Consider splenic pathology (rupture, infarct, abscess) if coagulation abnormalities or trauma history present; obtain coagulation studies (PT/INR, PTT) 2.
Imaging Strategy
CT abdomen/pelvis with IV contrast is the preferred initial imaging study 1:
- Sensitivity of 89% for urgent abdominal conditions 3
- Identifies pathology across multiple organ systems (spleen, pancreas, stomach, kidney, colon) 1
- Detects complications including perforation, abscess, and vascular occlusion 1
- Changes management in 51% of patients and admission decisions in 25% 1
Plain radiography has limited utility (49% sensitivity for bowel obstruction) but may identify pneumoperitoneum if perforation suspected 3. Skip this and proceed directly to CT in most cases 1.
CT angiography should be performed immediately if mesenteric ischemia suspected based on pain severity, lactate elevation, or vasopressor requirement 1.

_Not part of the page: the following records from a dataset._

// SPDX-License-Identifier: MPL-2.0

mod codec;
pub mod preset;
pub mod select;

pub use codec::Codec;
pub use select::{Candidate, Diagnostic, Protocol, ScoredStream, Selection, TrackStreams};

Differential Diagnosis by Pathology
The left upper quadrant contains multiple organs requiring consideration:
- Splenic: infarction, rupture, abscess (elevated WBC with left shift suggests infection) 2
- Pancreatic: pancreatitis (elevated lipase >3x normal is diagnostic) 2
- Gastric: perforation, gastritis (look for pneumoperitoneum on imaging) 3
- Renal: pyelonephritis, nephrolithiasis (obtain urinalysis) 2
- Colonic: splenic flexure diverticulitis (though more commonly left lower quadrant) 1
- Cardiac: myocardial infarction can present as upper abdominal pain 4
Common Pitfalls to Avoid
Do not rely solely on laboratory values—normal labs do not exclude serious pathology; imaging remains necessary based on clinical presentation 2.
Do not miss mesenteric ischemia—this diagnosis requires high clinical suspicion in elderly patients, those with atrial fibrillation, or critically ill patients on vasopressors 1. The classic presentation of severe pain with minimal examination findings should trigger immediate CTA 1.
Do not forget pregnancy testing—failure to test women of reproductive age risks missing ectopic pregnancy 2.
Consider abdominal wall pain if pain worsens with muscle tensing (positive Carnett's sign), particularly in chronic presentations 5.
Special Populations
Elderly patients may present with atypical symptoms and normal laboratory values despite serious infection 1, 4. Maintain lower threshold for advanced imaging 1.
Neutropenic patients mask typical signs of sepsis, leading to delayed diagnosis and high mortality 1. Image early and liberally 1.
Postoperative patients with fever require cross-sectional imaging to evaluate for abscess, anastomotic leak, or hemorrhage 1.